Pourquoi un nouveau colloque « Maths à Venir » ?

Publié le 23 juillet 2009

De nombreux chercheurs en mathématiques ressentent la nécessité de mieux faire connaître leur discipline à l’extérieur de leur communauté ; c’est d’ailleurs le point de départ de l’évolution de la revue « Images des Mathématiques » vers le présent site web. De fait, beaucoup ont fait au moins une fois l’expérience déprimante, lorsqu’on leur demandait ce qu’ils faisaient dans la vie, de s’entendre répondre : Il y a donc encore des choses à trouver en maths ?… Plus inquiétant, certains scientifiques ne sont pas non plus conscients de ce qu’est la recherche mathématique comme le montre, par exemple, la célèbre boutade (en était-ce une ?) d’un ancien ministre de la recherche, scientifique de poids, qui affirmait que les ordinateurs rendraient bientôt la recherche mathématique inutile. Jusqu’à récemment, nous pouvions (au choix) ignorer cet état de fait, nous en moquer, ou nous en offusquer, suivant notre tempérament. Aujourd’hui, réagir est devenu indispensable ; en effet, les grandes orientations de la recherche ne sont plus décidées par des scientifiques incontestables, et compétents dans notre domaine, en poste au MESR 1Ministère de l’Enseignement Supérieur et de la Recherche, au CNRS, ou dans des grands organismes ; elles sont désormais déterminées par les politiques, eux-mêmes largement influencés par les médias. L’affectation de postes d’enseignants-chercheurs en mathématiques est décidée directement par les établissements, c’est-à-dire en pratique par des présidents issus de toutes les disciplines, aidés par des conseils d’université très amaigris, souvent dépourvus de mathématiciens. On peut déjà constater les conséquences de ces changements : nos tutelles ne sont jamais avares de compliments envers la recherche fondamentale française, mais les domaines déclarés prioritaires relèvent essentiellement d’une recherche très finalisée, dans les domaines mis en avant par les médias. Les postes d’enseignants-chercheurs sont souvent redéployés vers d’autres disciplines ou, au mieux, fléchés au sein des mathématiques en suivant les contraintes thématiques d’enseignement (les maths « discipline de service »), au risque de détruire à moyen terme les grands équilibres entre ses différents sous-domaines.

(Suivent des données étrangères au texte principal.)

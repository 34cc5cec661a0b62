use crate::chip::{
    chip8::{
        constants::{CHIP8_DISPLAY_HEIGHT, CHIP8_DISPLAY_WIDTH},
        framebuffer::Framebuffer,
        Chip8,
    },
    ChipWithCursiveDisplay,
};

use cursive::{
    event::{Event, EventResult},
    theme::{BaseColor, Color, ColorStyle},
    view::View,
    CbSink, Cursive, Printer, Vec2,
};

/// Name under which the display view is registered in the cursive tree.
pub const DISPLAY_VIEW_NAME: &str = "chip8-display";

/// Represents the display of the Chip 8
pub struct Display {
    frame: Framebuffer,
}

impl Display {
    /// Creates a new display showing `frame`.
    pub fn new(frame: Framebuffer) -> Self {
        Display { frame }
    }

    pub fn set_frame(&mut self, frame: Framebuffer) {
        self.frame = frame;
    }
}

impl Default for Display {
    fn default() -> Self {
        Self::new(Framebuffer::new())
    }
}

/// Implements cursive::view::View for Display to enable drawing it
/// as a View out of the box.
impl View for Display {
    fn draw(&self, printer: &Printer) {
        printer.with_color(
            ColorStyle::new(Color::Dark(BaseColor::Black), Color::Light(BaseColor::White)),
            |printer| {
                for x in 0..CHIP8_DISPLAY_WIDTH {
                    for y in 0..CHIP8_DISPLAY_HEIGHT {
                        if self.frame.pixel(x, y) {
                            printer.print((x, y), " ");
                        }
                    }
                }
            },
        );
    }

    fn on_event(&mut self, _event: Event) -> EventResult {
        EventResult::Ignored
    }

    fn required_size(&mut self, _: Vec2) -> Vec2 {
        Vec2::new(CHIP8_DISPLAY_WIDTH, CHIP8_DISPLAY_HEIGHT)
    }
}

impl ChipWithCursiveDisplay for Chip8 {
    fn update_ui(&mut self, gfx_sink: &CbSink) -> bool {
        let frame = match self.take_frame() {
            Some(frame) => frame,
            None => return true,
        };
        gfx_sink
            .send(Box::new(move |s: &mut Cursive| {
                s.call_on_name(DISPLAY_VIEW_NAME, |display: &mut Display| {
                    display.set_frame(frame)
                });
            }))
            .is_ok()
    }
}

Le profond malaise mis en évidence par les multiples grèves et manifestations de cette année ont montré que les universitaires perçoivent les conséquences prévisibles des grandes mutations actuelles du pilotage de la recherche (même si les mécontentements exprimés ont bien d’autres causes). Les démarches menées par l’Académie des Sciences, les sociétés savantes, et de multiples associations ont permis, marginalement, quelques inflexions : l’ANR augmente considérablement la part de ses programmes blancs (c’est-à-dire des financements non fléchés vers des thématiques prioritaires), une évaluation nationale a été (provisoirement…) remise en place pour l’attribution de la PES 2Prime d’excellence scientifique, anciennement PEDR (prime d’encadrement doctoral et de recherche)… Ce type d’actions, si nécessaire soit-il, ne pourra pas résoudre entièrement les questions que j’ai soulevées. D’une part, les réformes actuelles sont le reflet d’un mouvement mondial auquel nous ne pourrons pas totalement échapper, d’autre part, une partie des problèmes est spécifique aux mathématiques. Aussi, des actions d’une nature totalement différente doivent également être menées pour faire connaître notre discipline, montrer que nous ne sommes pas une « danseuse » qu’un état riche et puissant peut se permettre d’entretenir pour la gloire, mais que la recherche mathématique, depuis ses aspects les plus fondamentaux jusqu’à ses ultimes applications, est nécessaire, y compris pour répondre aux enjeux de la haute technologie et de l’économie. Le colloque « MATHS À VENIR » qui se tiendra les 1er et 2 décembre 2009 à la Mutualité a pour ambition de relever ce défi. On pourra à ce propos lire le précédent billet de François Sauvageot sur ce colloque.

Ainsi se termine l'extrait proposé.